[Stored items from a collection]

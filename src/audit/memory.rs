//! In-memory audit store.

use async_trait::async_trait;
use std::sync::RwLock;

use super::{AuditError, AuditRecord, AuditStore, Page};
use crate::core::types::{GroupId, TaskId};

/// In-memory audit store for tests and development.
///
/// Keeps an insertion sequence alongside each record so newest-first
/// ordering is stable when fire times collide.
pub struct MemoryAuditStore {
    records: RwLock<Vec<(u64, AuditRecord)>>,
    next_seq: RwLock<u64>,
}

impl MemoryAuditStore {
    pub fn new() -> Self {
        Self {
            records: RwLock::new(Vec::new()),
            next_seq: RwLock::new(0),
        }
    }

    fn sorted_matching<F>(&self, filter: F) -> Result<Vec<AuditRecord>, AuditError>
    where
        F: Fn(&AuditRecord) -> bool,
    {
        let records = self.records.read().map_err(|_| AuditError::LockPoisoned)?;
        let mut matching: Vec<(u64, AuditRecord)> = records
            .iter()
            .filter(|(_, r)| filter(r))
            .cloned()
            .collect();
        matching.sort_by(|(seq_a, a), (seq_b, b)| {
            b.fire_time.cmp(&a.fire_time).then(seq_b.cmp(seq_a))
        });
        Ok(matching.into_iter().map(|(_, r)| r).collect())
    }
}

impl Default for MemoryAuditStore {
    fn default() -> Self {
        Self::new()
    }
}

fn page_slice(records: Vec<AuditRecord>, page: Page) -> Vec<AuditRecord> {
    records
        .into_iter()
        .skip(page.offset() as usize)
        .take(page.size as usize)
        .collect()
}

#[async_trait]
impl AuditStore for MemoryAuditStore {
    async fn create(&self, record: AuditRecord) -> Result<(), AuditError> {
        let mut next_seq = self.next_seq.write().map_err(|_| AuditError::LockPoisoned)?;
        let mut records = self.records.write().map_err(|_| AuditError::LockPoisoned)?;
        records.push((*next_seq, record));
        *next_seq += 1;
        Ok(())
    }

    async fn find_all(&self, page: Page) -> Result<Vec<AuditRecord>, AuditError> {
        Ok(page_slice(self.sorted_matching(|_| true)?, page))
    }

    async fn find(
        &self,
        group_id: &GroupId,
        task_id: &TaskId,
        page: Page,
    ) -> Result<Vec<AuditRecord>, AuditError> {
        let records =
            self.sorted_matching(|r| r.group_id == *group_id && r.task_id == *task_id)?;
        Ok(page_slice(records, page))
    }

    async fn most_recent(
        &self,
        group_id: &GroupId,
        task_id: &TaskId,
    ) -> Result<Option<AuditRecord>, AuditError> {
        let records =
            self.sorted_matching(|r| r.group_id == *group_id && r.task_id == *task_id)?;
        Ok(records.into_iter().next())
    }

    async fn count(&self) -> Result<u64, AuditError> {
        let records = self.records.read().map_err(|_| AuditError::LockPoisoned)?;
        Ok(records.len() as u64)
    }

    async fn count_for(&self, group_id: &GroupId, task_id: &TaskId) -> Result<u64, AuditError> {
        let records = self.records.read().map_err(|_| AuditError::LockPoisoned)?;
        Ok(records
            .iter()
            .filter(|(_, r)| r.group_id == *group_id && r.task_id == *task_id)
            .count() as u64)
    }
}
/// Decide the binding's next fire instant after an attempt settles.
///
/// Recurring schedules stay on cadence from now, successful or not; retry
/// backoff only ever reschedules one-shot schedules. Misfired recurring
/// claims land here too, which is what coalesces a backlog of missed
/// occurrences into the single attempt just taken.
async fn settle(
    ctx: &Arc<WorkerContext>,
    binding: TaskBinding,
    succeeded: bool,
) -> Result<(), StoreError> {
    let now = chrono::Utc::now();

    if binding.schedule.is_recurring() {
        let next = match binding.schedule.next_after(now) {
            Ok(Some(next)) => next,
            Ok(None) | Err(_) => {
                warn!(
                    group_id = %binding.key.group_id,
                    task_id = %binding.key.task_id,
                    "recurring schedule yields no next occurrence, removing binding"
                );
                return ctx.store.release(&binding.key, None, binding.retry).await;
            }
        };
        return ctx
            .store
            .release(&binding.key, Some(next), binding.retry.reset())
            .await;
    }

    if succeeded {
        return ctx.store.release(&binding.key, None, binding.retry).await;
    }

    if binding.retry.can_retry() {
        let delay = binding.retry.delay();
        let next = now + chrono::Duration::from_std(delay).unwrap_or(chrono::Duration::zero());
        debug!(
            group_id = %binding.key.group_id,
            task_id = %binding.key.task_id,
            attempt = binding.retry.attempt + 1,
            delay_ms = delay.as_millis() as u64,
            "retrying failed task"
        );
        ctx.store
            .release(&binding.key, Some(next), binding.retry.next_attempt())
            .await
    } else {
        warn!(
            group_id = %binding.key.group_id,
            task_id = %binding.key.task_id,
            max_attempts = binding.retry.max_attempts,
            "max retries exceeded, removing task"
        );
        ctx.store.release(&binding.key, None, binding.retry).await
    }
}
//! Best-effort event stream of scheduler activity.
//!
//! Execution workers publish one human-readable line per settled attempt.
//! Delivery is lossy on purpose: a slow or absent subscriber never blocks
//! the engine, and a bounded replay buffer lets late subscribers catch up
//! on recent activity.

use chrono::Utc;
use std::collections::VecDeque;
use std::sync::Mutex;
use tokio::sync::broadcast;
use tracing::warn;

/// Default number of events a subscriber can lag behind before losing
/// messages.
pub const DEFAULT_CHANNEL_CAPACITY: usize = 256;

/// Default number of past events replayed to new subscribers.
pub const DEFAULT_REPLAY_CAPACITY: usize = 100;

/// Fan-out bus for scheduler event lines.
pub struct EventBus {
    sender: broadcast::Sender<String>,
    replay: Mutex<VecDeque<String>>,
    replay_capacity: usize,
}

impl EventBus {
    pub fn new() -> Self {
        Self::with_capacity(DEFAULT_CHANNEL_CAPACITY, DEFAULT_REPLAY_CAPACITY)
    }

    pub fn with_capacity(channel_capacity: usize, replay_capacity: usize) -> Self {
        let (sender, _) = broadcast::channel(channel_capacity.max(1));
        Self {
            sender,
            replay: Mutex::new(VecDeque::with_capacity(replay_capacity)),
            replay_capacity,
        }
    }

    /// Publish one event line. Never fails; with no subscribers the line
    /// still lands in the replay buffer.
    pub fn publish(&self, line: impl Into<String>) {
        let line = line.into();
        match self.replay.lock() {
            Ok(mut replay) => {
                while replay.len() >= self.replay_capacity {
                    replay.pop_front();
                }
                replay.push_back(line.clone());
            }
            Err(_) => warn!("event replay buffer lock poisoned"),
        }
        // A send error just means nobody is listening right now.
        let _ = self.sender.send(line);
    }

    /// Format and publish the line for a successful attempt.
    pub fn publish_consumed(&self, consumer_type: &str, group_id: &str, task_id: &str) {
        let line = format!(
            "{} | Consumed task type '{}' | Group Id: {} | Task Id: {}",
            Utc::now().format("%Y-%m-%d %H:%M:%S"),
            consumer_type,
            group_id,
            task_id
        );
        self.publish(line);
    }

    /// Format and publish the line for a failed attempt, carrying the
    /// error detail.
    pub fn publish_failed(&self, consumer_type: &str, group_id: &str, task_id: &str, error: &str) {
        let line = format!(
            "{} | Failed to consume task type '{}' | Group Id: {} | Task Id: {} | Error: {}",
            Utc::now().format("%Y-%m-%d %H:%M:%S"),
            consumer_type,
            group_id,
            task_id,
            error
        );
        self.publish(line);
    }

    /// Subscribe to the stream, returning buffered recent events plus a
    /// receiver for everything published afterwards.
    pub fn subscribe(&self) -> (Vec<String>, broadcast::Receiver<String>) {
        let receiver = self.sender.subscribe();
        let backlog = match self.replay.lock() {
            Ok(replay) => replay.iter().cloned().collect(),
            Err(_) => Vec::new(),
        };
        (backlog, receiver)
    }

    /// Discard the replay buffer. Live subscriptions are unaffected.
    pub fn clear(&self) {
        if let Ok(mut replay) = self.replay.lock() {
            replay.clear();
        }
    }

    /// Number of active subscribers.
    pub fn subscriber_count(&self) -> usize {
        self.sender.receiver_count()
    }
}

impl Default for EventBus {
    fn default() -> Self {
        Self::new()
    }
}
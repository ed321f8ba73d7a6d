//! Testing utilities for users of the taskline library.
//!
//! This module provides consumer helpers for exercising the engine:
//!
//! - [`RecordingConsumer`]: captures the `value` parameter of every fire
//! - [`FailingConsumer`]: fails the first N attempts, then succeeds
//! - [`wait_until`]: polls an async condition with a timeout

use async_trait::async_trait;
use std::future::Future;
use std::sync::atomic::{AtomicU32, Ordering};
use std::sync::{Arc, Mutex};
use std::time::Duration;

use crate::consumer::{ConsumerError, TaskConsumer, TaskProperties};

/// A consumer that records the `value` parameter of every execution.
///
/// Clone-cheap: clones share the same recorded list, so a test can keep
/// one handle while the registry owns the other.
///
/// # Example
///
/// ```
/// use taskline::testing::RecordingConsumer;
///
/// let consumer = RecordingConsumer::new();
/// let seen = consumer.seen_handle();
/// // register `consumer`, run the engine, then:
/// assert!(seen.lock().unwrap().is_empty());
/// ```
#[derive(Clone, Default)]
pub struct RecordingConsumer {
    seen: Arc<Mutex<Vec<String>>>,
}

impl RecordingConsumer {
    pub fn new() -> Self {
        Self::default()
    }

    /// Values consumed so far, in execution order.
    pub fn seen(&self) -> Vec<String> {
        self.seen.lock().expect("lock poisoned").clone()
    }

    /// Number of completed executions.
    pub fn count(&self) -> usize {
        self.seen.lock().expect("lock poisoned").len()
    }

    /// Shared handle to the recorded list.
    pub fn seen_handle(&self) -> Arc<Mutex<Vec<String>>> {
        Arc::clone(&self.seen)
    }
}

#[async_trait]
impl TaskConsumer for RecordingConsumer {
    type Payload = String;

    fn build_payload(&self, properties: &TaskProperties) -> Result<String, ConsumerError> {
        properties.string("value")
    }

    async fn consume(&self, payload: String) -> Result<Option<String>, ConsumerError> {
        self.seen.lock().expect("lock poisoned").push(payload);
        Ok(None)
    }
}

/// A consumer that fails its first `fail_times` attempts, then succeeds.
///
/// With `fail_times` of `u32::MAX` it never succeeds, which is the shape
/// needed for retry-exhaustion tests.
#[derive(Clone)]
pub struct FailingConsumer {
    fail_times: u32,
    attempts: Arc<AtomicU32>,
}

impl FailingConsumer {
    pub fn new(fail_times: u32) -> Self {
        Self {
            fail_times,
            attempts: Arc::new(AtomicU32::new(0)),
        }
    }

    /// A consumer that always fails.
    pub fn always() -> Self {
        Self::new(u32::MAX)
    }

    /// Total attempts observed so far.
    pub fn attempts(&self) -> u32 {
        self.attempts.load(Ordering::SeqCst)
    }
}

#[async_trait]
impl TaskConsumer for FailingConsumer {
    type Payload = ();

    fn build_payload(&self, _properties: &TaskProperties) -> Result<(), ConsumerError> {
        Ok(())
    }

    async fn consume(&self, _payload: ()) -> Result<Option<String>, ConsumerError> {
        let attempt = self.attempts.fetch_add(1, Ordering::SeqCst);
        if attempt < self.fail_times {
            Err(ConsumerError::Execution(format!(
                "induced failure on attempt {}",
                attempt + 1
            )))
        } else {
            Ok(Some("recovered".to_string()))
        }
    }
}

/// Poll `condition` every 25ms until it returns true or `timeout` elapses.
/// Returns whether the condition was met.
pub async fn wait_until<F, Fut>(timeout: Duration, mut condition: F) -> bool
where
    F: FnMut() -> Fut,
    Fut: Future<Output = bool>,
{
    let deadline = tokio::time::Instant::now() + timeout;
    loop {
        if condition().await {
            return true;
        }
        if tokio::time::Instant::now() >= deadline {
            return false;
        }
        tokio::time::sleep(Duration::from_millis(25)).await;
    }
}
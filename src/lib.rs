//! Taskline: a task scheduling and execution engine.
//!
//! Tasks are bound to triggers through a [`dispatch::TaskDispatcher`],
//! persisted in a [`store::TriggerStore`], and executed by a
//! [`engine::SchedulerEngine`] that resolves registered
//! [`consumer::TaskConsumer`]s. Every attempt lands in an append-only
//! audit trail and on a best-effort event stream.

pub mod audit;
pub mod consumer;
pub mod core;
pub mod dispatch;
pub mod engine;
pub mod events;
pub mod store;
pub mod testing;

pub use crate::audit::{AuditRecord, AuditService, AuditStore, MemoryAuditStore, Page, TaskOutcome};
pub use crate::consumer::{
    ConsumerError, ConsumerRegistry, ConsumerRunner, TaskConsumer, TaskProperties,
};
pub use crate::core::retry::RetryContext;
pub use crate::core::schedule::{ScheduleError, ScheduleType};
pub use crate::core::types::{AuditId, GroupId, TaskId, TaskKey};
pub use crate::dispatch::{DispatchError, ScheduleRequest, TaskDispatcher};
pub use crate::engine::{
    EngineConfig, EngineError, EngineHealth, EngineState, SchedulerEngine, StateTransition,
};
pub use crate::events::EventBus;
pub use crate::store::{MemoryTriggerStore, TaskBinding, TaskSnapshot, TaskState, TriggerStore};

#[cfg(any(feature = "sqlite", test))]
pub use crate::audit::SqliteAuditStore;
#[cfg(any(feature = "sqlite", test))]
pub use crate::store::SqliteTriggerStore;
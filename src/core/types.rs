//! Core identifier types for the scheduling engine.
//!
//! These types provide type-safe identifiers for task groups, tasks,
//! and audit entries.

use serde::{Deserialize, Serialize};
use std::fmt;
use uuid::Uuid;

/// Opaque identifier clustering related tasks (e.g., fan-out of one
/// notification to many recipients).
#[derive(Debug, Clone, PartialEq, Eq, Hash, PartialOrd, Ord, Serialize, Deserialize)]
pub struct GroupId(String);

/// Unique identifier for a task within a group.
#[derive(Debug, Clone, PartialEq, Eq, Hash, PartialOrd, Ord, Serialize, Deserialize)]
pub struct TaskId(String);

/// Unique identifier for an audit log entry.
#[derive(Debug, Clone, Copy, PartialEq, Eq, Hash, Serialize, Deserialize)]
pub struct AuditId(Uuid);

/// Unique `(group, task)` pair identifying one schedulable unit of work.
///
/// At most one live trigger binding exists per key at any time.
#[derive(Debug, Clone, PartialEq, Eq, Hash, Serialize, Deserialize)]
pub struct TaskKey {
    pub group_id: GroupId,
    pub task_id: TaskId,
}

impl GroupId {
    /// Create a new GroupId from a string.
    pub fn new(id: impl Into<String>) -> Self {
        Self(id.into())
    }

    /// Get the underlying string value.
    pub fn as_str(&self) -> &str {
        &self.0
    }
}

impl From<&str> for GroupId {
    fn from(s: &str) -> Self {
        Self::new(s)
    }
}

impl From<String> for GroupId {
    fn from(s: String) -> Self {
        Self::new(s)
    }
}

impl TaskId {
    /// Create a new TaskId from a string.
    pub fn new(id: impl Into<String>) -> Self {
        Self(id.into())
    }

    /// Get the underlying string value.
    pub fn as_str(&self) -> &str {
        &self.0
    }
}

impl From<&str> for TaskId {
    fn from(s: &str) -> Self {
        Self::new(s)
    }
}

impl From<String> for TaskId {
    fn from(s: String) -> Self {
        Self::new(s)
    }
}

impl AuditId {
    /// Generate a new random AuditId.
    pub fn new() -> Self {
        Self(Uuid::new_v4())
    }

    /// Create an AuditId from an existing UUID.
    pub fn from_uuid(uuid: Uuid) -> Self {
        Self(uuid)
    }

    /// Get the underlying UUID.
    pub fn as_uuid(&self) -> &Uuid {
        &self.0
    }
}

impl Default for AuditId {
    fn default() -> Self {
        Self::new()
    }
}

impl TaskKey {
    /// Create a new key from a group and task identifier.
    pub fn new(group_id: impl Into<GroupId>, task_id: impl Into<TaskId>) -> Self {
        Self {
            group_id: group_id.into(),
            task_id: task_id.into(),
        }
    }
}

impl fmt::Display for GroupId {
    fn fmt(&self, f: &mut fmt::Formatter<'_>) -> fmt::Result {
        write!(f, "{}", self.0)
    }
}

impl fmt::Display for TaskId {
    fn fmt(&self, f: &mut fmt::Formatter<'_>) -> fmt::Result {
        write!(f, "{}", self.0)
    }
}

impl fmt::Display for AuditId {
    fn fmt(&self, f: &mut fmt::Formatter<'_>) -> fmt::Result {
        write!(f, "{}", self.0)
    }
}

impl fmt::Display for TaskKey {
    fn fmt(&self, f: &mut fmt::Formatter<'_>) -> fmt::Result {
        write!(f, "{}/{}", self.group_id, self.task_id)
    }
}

[Problem] For each line in the data above that contains the string "which", extract the line.

[Answer section]
/// claims land here too, which is what coalesces a backlog of missed
/// With `fail_times` of `u32::MAX` it never succeeds, which is the shape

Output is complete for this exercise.